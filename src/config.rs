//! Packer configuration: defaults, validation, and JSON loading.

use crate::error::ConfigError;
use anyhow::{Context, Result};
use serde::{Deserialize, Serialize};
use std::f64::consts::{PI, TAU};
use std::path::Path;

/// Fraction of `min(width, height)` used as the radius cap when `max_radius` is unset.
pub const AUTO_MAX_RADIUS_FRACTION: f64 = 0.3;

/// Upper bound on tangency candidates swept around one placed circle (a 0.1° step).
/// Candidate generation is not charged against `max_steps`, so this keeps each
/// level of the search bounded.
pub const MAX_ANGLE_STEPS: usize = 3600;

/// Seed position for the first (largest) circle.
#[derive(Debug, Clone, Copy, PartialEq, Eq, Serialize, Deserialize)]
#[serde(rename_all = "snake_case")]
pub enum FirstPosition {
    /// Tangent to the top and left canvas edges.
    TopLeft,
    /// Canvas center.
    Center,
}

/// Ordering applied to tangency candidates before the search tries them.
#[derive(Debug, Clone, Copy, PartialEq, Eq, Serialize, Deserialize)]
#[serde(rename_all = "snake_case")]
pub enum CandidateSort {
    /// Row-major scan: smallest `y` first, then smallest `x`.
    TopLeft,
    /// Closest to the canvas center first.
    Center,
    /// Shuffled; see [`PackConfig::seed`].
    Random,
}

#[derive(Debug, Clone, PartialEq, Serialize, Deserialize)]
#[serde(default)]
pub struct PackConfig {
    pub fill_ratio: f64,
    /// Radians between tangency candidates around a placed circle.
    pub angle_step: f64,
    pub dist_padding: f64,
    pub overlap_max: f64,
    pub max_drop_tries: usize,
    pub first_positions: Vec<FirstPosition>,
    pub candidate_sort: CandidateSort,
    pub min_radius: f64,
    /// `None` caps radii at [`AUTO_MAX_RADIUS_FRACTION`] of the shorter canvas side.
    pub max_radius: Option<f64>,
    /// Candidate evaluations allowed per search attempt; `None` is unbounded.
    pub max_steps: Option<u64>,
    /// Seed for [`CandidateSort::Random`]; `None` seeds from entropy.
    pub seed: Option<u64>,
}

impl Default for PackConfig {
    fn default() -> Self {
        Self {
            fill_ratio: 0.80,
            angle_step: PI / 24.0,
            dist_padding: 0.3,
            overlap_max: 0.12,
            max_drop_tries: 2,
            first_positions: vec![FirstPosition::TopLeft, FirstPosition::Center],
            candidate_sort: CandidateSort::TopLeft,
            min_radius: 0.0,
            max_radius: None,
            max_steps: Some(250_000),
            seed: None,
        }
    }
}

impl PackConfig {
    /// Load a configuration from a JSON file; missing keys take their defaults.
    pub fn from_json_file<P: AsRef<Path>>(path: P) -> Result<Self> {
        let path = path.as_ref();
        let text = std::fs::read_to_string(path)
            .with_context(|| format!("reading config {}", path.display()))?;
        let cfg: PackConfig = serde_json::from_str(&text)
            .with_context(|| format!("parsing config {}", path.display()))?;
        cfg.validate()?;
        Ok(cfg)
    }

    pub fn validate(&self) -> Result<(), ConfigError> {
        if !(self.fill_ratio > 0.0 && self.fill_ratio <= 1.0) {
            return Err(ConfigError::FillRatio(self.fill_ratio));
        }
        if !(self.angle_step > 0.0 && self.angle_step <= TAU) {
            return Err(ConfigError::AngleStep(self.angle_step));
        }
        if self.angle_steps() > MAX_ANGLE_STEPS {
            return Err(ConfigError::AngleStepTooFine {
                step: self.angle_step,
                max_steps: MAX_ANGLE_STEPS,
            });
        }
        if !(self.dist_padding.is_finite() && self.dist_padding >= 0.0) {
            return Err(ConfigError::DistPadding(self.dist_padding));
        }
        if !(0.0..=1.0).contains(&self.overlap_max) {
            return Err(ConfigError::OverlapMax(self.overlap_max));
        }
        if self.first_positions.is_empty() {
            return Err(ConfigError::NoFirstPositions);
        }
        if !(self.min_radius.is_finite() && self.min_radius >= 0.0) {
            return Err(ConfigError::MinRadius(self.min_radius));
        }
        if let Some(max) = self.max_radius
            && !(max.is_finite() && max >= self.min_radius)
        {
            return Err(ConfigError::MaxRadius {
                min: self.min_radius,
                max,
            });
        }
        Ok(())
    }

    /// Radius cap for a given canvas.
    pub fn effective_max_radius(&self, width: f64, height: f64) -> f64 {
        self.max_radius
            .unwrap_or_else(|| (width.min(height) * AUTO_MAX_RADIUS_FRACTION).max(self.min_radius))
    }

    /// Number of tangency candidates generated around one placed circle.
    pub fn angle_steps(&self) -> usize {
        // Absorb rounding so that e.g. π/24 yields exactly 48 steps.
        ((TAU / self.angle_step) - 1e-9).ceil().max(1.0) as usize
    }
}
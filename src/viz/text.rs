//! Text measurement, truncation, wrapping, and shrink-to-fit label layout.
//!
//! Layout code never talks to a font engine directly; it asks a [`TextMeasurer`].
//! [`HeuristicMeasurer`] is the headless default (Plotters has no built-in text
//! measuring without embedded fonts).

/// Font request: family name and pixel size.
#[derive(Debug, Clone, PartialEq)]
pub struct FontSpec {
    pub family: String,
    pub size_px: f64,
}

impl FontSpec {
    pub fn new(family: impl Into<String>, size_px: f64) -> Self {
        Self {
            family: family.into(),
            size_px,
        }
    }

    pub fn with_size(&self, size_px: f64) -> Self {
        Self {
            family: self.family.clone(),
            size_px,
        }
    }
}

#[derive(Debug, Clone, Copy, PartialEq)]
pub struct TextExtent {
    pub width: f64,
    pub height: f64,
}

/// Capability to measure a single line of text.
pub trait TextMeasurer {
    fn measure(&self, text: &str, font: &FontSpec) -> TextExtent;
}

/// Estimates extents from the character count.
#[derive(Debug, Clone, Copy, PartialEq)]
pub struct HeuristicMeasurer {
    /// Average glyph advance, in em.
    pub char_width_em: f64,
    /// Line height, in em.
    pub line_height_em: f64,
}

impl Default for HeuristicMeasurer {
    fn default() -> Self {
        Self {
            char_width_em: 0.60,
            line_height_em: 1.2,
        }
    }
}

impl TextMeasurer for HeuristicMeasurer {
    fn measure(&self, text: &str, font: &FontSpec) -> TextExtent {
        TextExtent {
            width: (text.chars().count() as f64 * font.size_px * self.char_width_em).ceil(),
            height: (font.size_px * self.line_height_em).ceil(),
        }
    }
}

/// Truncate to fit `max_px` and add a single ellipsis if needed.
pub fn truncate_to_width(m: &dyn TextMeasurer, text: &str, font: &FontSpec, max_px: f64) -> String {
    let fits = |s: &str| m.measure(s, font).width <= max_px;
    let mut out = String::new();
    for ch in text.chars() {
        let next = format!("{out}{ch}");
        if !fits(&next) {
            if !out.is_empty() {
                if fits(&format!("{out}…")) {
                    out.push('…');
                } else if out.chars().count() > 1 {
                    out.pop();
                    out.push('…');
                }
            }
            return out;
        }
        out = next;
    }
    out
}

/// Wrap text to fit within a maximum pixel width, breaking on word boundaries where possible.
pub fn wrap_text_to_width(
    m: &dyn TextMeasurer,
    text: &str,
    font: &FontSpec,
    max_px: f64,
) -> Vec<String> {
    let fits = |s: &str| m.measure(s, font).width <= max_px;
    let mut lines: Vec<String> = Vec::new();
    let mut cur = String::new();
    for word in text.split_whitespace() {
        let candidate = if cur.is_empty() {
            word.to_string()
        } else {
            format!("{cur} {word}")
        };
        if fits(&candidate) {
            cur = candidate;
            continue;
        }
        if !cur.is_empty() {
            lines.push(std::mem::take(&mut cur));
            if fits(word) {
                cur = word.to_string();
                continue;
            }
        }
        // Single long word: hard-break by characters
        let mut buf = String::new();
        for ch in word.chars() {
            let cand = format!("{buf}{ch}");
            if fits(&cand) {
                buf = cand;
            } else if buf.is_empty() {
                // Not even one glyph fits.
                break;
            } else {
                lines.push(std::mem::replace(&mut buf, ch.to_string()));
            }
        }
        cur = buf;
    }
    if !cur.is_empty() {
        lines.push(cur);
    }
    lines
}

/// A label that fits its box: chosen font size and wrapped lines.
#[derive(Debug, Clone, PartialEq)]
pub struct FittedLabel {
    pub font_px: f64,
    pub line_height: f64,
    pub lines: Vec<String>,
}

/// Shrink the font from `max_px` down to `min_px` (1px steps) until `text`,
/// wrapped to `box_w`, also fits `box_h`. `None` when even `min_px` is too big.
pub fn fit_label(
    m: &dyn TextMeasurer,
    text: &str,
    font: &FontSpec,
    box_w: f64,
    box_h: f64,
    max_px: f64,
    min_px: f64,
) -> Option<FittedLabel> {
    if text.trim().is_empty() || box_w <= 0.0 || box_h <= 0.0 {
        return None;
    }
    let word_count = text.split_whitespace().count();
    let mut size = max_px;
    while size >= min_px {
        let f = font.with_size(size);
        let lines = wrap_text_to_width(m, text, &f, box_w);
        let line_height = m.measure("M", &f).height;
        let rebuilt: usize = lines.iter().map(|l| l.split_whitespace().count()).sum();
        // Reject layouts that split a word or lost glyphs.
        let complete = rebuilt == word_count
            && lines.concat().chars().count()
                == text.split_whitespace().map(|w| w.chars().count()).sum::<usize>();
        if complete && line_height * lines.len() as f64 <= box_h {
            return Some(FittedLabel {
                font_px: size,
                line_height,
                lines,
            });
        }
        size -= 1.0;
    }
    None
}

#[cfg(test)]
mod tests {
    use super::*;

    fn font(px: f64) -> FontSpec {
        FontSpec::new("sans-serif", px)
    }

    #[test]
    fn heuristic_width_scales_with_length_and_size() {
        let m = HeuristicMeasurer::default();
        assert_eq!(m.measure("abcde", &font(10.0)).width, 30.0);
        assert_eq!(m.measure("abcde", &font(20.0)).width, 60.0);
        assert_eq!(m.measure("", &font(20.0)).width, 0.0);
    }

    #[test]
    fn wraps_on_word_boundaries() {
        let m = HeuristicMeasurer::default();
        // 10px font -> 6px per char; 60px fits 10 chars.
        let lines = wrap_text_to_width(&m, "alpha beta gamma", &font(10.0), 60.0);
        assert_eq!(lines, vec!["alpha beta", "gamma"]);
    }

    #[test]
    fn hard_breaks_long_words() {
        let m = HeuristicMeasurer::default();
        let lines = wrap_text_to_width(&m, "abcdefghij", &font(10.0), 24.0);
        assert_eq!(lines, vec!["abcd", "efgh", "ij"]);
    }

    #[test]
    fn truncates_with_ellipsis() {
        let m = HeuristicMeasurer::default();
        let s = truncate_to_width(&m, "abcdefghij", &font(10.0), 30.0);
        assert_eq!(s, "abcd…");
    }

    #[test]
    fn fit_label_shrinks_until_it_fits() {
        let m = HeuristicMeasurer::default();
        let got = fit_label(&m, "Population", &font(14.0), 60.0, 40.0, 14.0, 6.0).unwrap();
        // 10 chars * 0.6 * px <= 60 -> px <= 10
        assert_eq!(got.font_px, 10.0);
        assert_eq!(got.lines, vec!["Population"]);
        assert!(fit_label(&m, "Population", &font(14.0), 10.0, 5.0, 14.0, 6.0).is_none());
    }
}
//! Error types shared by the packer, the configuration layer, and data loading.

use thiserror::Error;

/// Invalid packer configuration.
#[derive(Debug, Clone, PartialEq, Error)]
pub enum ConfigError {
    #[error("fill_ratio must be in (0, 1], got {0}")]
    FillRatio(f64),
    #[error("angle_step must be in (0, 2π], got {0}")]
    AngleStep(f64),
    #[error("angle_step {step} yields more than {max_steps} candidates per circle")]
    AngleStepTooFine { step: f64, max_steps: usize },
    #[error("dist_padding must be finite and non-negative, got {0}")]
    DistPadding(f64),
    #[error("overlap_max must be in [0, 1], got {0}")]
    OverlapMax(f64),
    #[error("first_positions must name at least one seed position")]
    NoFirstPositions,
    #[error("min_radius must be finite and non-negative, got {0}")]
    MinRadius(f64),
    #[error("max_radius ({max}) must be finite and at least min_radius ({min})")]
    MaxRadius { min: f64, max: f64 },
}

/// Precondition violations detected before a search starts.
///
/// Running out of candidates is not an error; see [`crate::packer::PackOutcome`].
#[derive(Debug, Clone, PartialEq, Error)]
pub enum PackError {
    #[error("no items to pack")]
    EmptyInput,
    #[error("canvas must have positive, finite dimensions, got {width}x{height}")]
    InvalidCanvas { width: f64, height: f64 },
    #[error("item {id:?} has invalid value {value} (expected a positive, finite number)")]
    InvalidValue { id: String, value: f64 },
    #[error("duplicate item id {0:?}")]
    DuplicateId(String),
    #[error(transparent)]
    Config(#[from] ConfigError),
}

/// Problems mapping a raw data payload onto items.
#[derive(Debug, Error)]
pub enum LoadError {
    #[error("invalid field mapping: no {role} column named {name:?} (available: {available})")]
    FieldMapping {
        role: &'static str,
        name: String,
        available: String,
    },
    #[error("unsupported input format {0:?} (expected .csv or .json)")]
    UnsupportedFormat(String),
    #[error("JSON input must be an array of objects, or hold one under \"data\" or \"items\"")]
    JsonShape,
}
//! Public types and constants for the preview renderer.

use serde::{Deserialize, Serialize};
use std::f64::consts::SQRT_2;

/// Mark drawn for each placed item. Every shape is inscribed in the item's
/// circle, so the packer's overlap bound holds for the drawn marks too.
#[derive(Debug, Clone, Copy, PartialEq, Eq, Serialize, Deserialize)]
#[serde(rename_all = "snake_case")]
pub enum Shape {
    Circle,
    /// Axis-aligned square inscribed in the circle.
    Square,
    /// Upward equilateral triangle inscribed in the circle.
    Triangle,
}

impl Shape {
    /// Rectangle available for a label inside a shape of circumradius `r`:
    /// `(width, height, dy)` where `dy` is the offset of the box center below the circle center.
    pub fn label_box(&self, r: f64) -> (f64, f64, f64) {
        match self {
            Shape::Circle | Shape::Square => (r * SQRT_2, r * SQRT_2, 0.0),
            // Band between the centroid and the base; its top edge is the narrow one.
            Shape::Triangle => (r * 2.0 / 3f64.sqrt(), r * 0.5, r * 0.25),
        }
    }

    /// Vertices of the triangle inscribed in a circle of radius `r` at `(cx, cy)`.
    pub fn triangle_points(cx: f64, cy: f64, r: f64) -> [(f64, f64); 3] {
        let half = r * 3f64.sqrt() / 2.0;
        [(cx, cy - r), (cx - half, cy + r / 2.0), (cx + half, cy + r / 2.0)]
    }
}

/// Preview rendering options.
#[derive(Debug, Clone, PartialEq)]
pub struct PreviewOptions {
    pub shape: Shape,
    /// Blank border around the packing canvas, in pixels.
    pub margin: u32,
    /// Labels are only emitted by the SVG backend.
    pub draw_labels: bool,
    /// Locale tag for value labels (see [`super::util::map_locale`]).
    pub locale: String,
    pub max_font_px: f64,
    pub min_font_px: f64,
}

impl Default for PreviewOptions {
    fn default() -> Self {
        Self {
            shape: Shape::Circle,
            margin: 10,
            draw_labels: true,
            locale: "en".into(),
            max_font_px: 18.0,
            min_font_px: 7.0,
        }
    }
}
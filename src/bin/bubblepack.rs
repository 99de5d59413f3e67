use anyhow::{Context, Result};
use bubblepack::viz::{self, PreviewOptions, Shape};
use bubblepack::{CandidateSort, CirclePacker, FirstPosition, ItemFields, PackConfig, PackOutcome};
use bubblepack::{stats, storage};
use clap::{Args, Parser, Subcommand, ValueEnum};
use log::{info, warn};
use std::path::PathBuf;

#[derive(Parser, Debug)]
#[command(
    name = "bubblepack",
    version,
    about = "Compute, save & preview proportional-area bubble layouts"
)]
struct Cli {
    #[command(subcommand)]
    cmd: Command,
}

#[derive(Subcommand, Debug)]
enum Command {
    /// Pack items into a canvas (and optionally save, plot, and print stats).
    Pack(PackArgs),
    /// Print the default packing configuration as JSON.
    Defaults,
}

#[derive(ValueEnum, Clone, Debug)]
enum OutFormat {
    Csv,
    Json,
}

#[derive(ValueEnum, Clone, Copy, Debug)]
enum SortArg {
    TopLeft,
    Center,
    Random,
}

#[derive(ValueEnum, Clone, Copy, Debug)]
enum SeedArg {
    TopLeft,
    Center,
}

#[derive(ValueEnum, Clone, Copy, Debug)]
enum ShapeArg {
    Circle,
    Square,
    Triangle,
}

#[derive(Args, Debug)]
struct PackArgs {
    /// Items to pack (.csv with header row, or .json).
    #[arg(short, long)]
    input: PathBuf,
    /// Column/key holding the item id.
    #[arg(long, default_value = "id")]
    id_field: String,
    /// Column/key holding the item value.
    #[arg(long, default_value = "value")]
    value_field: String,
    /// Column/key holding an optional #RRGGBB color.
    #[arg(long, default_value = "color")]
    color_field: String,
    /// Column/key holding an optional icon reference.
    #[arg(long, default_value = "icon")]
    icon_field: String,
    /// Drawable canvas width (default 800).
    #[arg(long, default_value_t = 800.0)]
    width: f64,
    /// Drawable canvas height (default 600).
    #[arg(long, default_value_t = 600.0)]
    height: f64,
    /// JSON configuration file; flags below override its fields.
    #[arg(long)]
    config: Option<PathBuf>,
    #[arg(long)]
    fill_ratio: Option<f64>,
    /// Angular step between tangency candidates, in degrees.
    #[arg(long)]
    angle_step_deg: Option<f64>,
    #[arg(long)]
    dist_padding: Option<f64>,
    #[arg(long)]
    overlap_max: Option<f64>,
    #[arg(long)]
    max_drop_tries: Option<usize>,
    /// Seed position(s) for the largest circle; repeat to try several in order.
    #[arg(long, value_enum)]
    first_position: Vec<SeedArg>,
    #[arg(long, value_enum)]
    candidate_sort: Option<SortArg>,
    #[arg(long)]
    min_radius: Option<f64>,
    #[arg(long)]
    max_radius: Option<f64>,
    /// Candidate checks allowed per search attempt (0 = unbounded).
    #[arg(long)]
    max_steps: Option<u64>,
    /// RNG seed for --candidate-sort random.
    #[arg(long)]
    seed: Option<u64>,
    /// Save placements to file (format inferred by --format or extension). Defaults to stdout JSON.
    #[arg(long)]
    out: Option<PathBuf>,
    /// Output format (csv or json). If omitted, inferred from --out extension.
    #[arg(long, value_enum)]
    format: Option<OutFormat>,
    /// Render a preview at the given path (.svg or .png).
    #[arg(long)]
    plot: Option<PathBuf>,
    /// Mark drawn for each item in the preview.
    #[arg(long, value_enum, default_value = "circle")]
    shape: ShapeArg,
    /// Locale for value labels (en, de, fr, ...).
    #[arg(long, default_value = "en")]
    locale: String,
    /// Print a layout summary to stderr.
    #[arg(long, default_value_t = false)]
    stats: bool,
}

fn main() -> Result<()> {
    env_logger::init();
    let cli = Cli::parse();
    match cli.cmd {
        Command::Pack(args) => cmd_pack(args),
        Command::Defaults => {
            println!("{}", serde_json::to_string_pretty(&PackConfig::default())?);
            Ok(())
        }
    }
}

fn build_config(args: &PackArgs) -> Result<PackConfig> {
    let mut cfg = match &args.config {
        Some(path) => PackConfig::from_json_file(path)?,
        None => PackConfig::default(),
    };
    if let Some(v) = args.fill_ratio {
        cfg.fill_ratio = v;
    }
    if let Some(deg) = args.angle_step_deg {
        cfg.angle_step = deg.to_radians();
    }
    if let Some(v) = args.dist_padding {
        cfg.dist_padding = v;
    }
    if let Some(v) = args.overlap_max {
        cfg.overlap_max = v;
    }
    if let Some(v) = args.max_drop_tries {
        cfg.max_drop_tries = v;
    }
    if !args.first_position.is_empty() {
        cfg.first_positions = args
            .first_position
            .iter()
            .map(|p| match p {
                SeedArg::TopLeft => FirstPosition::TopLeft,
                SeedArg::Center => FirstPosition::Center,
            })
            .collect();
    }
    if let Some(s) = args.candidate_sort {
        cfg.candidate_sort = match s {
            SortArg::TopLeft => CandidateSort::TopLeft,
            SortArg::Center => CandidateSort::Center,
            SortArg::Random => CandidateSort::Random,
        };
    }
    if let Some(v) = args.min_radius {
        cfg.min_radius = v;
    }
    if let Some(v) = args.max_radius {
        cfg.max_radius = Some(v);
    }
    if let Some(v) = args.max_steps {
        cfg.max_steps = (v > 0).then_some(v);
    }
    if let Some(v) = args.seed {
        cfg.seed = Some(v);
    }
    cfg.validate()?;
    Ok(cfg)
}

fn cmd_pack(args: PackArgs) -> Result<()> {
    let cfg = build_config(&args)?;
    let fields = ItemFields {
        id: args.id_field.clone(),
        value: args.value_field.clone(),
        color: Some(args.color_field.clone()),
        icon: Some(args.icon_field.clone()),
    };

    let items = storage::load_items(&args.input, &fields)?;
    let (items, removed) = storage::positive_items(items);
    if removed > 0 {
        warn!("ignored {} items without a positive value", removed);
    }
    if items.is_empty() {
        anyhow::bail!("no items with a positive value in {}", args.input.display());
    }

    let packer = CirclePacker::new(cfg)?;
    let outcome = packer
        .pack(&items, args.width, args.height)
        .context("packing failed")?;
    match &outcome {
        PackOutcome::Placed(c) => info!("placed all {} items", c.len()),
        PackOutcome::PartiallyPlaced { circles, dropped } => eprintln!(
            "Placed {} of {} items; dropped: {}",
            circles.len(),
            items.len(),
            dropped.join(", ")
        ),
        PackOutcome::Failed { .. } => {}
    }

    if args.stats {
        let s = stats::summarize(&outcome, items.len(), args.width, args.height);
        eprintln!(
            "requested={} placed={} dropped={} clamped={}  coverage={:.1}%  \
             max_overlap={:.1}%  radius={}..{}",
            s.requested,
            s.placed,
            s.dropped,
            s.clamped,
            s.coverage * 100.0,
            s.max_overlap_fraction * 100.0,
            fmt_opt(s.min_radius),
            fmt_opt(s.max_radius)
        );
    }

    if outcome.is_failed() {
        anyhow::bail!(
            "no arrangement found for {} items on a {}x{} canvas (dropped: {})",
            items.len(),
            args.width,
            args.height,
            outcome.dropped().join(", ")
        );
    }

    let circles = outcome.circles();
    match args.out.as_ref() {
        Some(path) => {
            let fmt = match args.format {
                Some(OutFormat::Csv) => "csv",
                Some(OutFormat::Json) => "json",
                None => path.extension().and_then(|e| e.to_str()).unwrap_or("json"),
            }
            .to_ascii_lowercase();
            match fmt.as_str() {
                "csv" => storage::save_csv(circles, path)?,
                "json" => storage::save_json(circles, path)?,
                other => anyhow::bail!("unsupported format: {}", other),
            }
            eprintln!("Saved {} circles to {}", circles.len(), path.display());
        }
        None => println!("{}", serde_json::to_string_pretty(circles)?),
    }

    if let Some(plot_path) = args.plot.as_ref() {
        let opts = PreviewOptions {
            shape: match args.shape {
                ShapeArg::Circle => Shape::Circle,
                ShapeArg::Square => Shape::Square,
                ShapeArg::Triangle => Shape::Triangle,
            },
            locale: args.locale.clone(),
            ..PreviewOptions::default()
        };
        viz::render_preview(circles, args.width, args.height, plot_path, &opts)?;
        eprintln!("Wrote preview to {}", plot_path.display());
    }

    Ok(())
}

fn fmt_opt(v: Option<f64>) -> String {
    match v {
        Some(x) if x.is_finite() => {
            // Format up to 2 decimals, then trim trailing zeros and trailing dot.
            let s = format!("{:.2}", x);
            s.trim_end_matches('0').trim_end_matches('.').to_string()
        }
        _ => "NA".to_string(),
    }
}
++++++++++
### REQUIREMENT
From the records above, reproduce exactly the lines from the one with "let cli = Cli::parse();" to the one with "if let Some(v) = args.max_radius", both included, and no others.

### SOLUTION BELOW
    let cli = Cli::parse();
    match cli.cmd {
        Command::Pack(args) => cmd_pack(args),
        Command::Defaults => {
            println!("{}", serde_json::to_string_pretty(&PackConfig::default())?);
            Ok(())
        }
    }
}

fn build_config(args: &PackArgs) -> Result<PackConfig> {
    let mut cfg = match &args.config {
        Some(path) => PackConfig::from_json_file(path)?,
        None => PackConfig::default(),
    };
    if let Some(v) = args.fill_ratio {
        cfg.fill_ratio = v;
    }
    if let Some(deg) = args.angle_step_deg {
        cfg.angle_step = deg.to_radians();
    }
    if let Some(v) = args.dist_padding {
        cfg.dist_padding = v;
    }
    if let Some(v) = args.overlap_max {
        cfg.overlap_max = v;
    }
    if let Some(v) = args.max_drop_tries {
        cfg.max_drop_tries = v;
    }
    if !args.first_position.is_empty() {
        cfg.first_positions = args
            .first_position
            .iter()
            .map(|p| match p {
                SeedArg::TopLeft => FirstPosition::TopLeft,
                SeedArg::Center => FirstPosition::Center,
            })
            .collect();
    }
    if let Some(s) = args.candidate_sort {
        cfg.candidate_sort = match s {
            SortArg::TopLeft => CandidateSort::TopLeft,
            SortArg::Center => CandidateSort::Center,
            SortArg::Random => CandidateSort::Random,
        };
    }
    if let Some(v) = args.min_radius {
        cfg.min_radius = v;
    }
    if let Some(v) = args.max_radius {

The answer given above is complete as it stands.